*** Opening of Supplied data ***

//! Resolution orchestrator.
//!
//! Turns an identifier and an episode number into playable servers:
//! metadata lookup, cache check, then a fan-out over the source registry
//! (sequential by priority, or a race), with episode mapping for
//! season-organized sources.

use crate::api::{AniListClient, MetadataResolver};
use crate::cache::{CacheKey, ResultCache};
use crate::mapper::EpisodeMapper;
use crate::matcher::clean_title;
use crate::metrics::MetricsCollector;
use crate::sources::{build_adapters, SourceAdapter, SourceHit};
use chrono::Utc;
use futures::stream::{FuturesUnordered, StreamExt};
use shared::{
    AttemptReport, Config, EpisodeMapping, EpisodeNumbering, FanOutPolicy, MappingConfig,
    PreferredMode, ResolutionResult, ResolveError, ResolverConfig, Result, SourceDescriptor,
    SourceFailure, TitleQuery,
};
use std::sync::Arc;
use std::time::{Duration, Instant};
use tracing::{debug, info, warn};

/// Which sources get season-aware episode mapping
#[derive(Debug, Clone, Copy, Default, PartialEq, Eq)]
pub enum MappingMode {
    /// Sources declared as season-organized
    #[default]
    Auto,
    /// None; every source is asked for the requested number as-is
    Flat,
    /// Every source that can list seasons
    Seasonal,
}

/// Per-request knobs
#[derive(Debug, Clone, Default)]
pub struct ResolveOptions {
    pub preferred_source: Option<String>,
    /// Skip the cache lookup; the fresh result is still stored
    pub bypass_cache: bool,
    pub mapping: MappingMode,
}

/// Sources that failed during one fan-out, in the order they failed
type Failures = Vec<(String, ResolveError)>;

pub struct Resolver {
    metadata: Arc<dyn MetadataResolver>,
    /// Ascending priority
    sources: Vec<Arc<dyn SourceAdapter>>,
    cache: ResultCache,
    mapper: EpisodeMapper,
    metrics: Arc<dyn MetricsCollector>,
    policy: FanOutPolicy,
    preferred_mode: PreferredMode,
}

impl Resolver {
    pub fn new(
        metadata: Arc<dyn MetadataResolver>,
        mut sources: Vec<Arc<dyn SourceAdapter>>,
        config: &ResolverConfig,
        mapping: MappingConfig,
        metrics: Arc<dyn MetricsCollector>,
    ) -> Self {
        sources.sort_by_key(|s| s.descriptor().priority);

        Self {
            metadata,
            sources,
            cache: ResultCache::new(
                config.cache_enabled,
                Duration::from_secs(config.cache_ttl_secs),
            ),
            mapper: EpisodeMapper::new(mapping),
            metrics,
            policy: config.policy,
            preferred_mode: config.preferred_mode,
        }
    }

    /// Wire up AniList and the built-in adapters from a validated configuration
    pub fn from_config(config: &Config, metrics: Arc<dyn MetricsCollector>) -> Result<Self> {
        config.validate()?;

        let metadata = AniListClient::new(
            config.metadata.endpoint.as_str(),
            Duration::from_millis(config.metadata.timeout_ms),
        )?;
        let sources = build_adapters(config)?;
        info!(
            sources = sources.len(),
            policy = ?config.resolver.policy,
            "Resolver initialized"
        );

        Ok(Self::new(
            Arc::new(metadata),
            sources,
            &config.resolver,
            config.mapping.clone(),
            metrics,
        ))
    }

    /// Replace the result cache
    pub fn with_cache(mut self, cache: ResultCache) -> Self {
        self.cache = cache;
        self
    }

    pub fn cache(&self) -> &ResultCache {
        &self.cache
    }

    /// Registered sources in the order they are tried
    pub fn sources(&self) -> impl Iterator<Item = &SourceDescriptor> {
        self.sources.iter().map(|s| s.descriptor())
    }

    /// Resolve `episode` of the title behind `identifier`.
    ///
    /// All-digit identifiers are AniList ids and go through the metadata
    /// service; anything else is taken as a title.
    pub async fn resolve(
        &self,
        identifier: &str,
        episode: u32,
        options: &ResolveOptions,
    ) -> Result<ResolutionResult> {
        if episode == 0 {
            return Err(ResolveError::not_found("episode numbers start at 1"));
        }

        let query = self.title_query(identifier).await?;
        info!(
            identifier = %query.raw_identifier,
            title = %query.primary_title(),
            episode,
            "Resolving"
        );
        self.resolve_title(&query, episode, options).await
    }

    async fn title_query(&self, identifier: &str) -> Result<TitleQuery> {
        let identifier = identifier.trim();
        if identifier.is_empty() {
            return Err(ResolveError::not_found("empty identifier"));
        }

        if identifier.chars().all(|c| c.is_ascii_digit()) {
            let outcome = self.metadata.resolve(identifier).await;
            self.metrics.record_metadata_lookup(outcome.is_ok());
            if let Err(e) = &outcome {
                warn!(identifier, error = %e, "Metadata lookup failed");
                self.metrics.record_failure(e.kind());
            }
            return outcome;
        }

        let title = clean_title(identifier);
        if title.is_empty() {
            return Err(ResolveError::not_found(format!(
                "'{}' contains no searchable title",
                identifier
            )));
        }
        Ok(TitleQuery {
            raw_identifier: identifier.to_string(),
            ..TitleQuery::from_title(title)
        })
    }

    /// Resolve an already-built query, consulting and filling the cache
    pub async fn resolve_title(
        &self,
        query: &TitleQuery,
        episode: u32,
        options: &ResolveOptions,
    ) -> Result<ResolutionResult> {
        let plan = self.plan(options.preferred_source.as_deref())?;
        let key = CacheKey::new(
            options.preferred_source.as_deref(),
            query.primary_title(),
            episode,
        );

        if !options.bypass_cache {
            if let Some(mut cached) = self.cache.get(&key) {
                self.metrics.record_cache_hit();
                cached.attempts.from_cache = true;
                info!(source = %cached.source_id, episode, "Served from cache");
                return Ok(cached);
            }
        }

        let started = Instant::now();
        let outcome = match self.policy {
            FanOutPolicy::Sequential => {
                self.run_sequential(&plan, query, episode, options.mapping)
                    .await
            }
            FanOutPolicy::Race => self.run_race(&plan, query, episode, options.mapping).await,
        };
        let elapsed = started.elapsed();

        match outcome {
            Ok(mut result) => {
                result.attempts.elapsed_ms = elapsed.as_millis() as u64;
                self.metrics.record_success(&result.source_id, elapsed);
                info!(
                    source = %result.source_id,
                    mapping = result.episode_mapping.mapping_kind.as_str(),
                    servers = result.servers.len(),
                    elapsed_ms = result.attempts.elapsed_ms,
                    "Resolved"
                );
                self.cache.set(key, result.clone(), self.cache.default_ttl());
                Ok(result)
            }
            Err(failures) => {
                let strict = options.preferred_source.is_some()
                    && self.preferred_mode == PreferredMode::Strict;
                let err = aggregate_failures(query, episode, failures, strict);
                self.metrics.record_failure(err.kind());
                warn!(title = %query.primary_title(), episode, error = %err, "Resolution failed");
                Err(err)
            }
        }
    }

    /// Sources to try for one request, in order
    fn plan(&self, preferred: Option<&str>) -> Result<Vec<Arc<dyn SourceAdapter>>> {
        if self.sources.is_empty() {
            return Err(ResolveError::configuration("no sources are enabled"));
        }

        let Some(preferred) = preferred else {
            return Ok(self.sources.clone());
        };
        let Some(chosen) = self.sources.iter().find(|s| s.id() == preferred) else {
            return Err(ResolveError::configuration(format!(
                "unknown or disabled source '{}'",
                preferred
            )));
        };

        let mut plan = vec![Arc::clone(chosen)];
        if self.preferred_mode == PreferredMode::Soft {
            plan.extend(self.sources.iter().filter(|s| s.id() != preferred).cloned());
        }
        Ok(plan)
    }

    async fn run_sequential(
        &self,
        plan: &[Arc<dyn SourceAdapter>],
        query: &TitleQuery,
        episode: u32,
        mode: MappingMode,
    ) -> std::result::Result<ResolutionResult, Failures> {
        let mut failures: Failures = Vec::new();

        for (index, adapter) in plan.iter().enumerate() {
            let id = adapter.id().to_string();
            debug!(source = %id, position = index + 1, of = plan.len(), "Trying source");

            match self.attempt(adapter.as_ref(), query, episode, mode).await {
                Ok((mapping, hit)) => {
                    if !failures.is_empty() {
                        let chain: Vec<&str> = failures.iter().map(|(id, _)| id.as_str()).collect();
                        info!(source = %id, fallback_chain = ?chain, "Resolved after fallback");
                    }
                    return Ok(build_result(&id, mapping, hit, index + 1, &failures));
                }
                Err(e) => {
                    warn!(source = %id, error = %e, "Source failed");
                    self.metrics.record_source_failure(&id, e.kind());
                    failures.push((id, e));
                }
            }
        }

        Err(failures)
    }

    async fn run_race(
        &self,
        plan: &[Arc<dyn SourceAdapter>],
        query: &TitleQuery,
        episode: u32,
        mode: MappingMode,
    ) -> std::result::Result<ResolutionResult, Failures> {
        let mut pending: FuturesUnordered<_> = plan
            .iter()
            .map(|adapter| async move {
                let outcome = self.attempt(adapter.as_ref(), query, episode, mode).await;
                (adapter.id().to_string(), outcome)
            })
            .collect();
        let mut failures: Failures = Vec::new();

        while let Some((id, outcome)) = pending.next().await {
            match outcome {
                Ok((mapping, hit)) => {
                    // Dropping the stream abandons the slower sources
                    debug!(source = %id, abandoned = pending.len(), "Race won");
                    return Ok(build_result(&id, mapping, hit, plan.len(), &failures));
                }
                Err(e) => {
                    warn!(source = %id, error = %e, "Source failed");
                    self.metrics.record_source_failure(&id, e.kind());
                    failures.push((id, e));
                }
            }
        }

        Err(failures)
    }

    /// One source, bounded by its timeout. A timeout counts as not found.
    async fn attempt(
        &self,
        adapter: &dyn SourceAdapter,
        query: &TitleQuery,
        episode: u32,
        mode: MappingMode,
    ) -> Result<(EpisodeMapping, SourceHit)> {
        let descriptor = adapter.descriptor();
        let (mapping, hit) = match tokio::time::timeout(
            descriptor.timeout(),
            self.run_adapter(adapter, query, episode, mode),
        )
        .await
        {
            Ok(outcome) => outcome?,
            Err(_) => {
                return Err(ResolveError::not_found(format!(
                    "timed out after {} ms",
                    descriptor.timeout_ms
                )))
            }
        };

        if hit.servers.is_empty() {
            return Err(ResolveError::not_found(format!(
                "episode {} found but no playable servers",
                episode
            )));
        }
        Ok((mapping, hit))
    }

    async fn run_adapter(
        &self,
        adapter: &dyn SourceAdapter,
        query: &TitleQuery,
        episode: u32,
        mode: MappingMode,
    ) -> Result<(EpisodeMapping, SourceHit)> {
        let seasonal = match mode {
            MappingMode::Flat => false,
            MappingMode::Seasonal => true,
            MappingMode::Auto => adapter.descriptor().numbering == EpisodeNumbering::Seasonal,
        };

        if seasonal {
            if let Some(catalog) = adapter.open_catalog(query).await? {
                let catalog = catalog.as_ref();
                debug!(source = %adapter.id(), title = %catalog.title_used(), "Mapping episode");
                return self
                    .mapper
                    .map(episode, |season, number| catalog.probe(season, number))
                    .await;
            }
        }

        let hit = adapter.search(query, episode, None).await?;
        let mapping = EpisodeMapping::exact(episode, hit.season.unwrap_or(1));
        Ok((mapping, hit))
    }
}

fn build_result(
    source_id: &str,
    mapping: EpisodeMapping,
    hit: SourceHit,
    sources_attempted: usize,
    failures: &[(String, ResolveError)],
) -> ResolutionResult {
    ResolutionResult {
        source_id: source_id.to_string(),
        title_used: hit.title_used,
        episode_mapping: mapping,
        servers: hit.servers,
        skip: hit.skip,
        fetched_at: Utc::now(),
        attempts: AttemptReport {
            sources_attempted,
            elapsed_ms: 0,
            failures: failures
                .iter()
                .map(|(id, e)| SourceFailure {
                    source_id: id.clone(),
                    kind: e.kind(),
                    message: e.message().to_string(),
                })
                .collect(),
            from_cache: false,
        },
    }
}

/// Final error once every planned source failed.
///
/// A strictly preferred source reports its own error; otherwise the result is
/// a not-found carrying every source's message.
fn aggregate_failures(
    query: &TitleQuery,
    episode: u32,
    mut failures: Failures,
    strict: bool,
) -> ResolveError {
    if strict && failures.len() == 1 {
        if let Some((id, err)) = failures.pop() {
            return err.labelled(&id);
        }
    }

    let detail = failures
        .iter()
        .map(|(id, e)| format!("{}: {}", id, e.message()))
        .collect::<Vec<_>>()
        .join("; ");
    ResolveError::not_found(format!(
        "episode {} of '{}' not found on any of {} sources ({})",
        episode,
        query.primary_title(),
        failures.len(),
        detail
    ))
}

*** Close of Supplied data ***

Go through the data, and copy each line in which the word "PreferredMode" appears.

Result of the task:
    PreferredMode, ResolutionResult, ResolveError, ResolverConfig, Result, SourceDescriptor,
    preferred_mode: PreferredMode,
                    && self.preferred_mode == PreferredMode::Strict;
        if self.preferred_mode == PreferredMode::Soft {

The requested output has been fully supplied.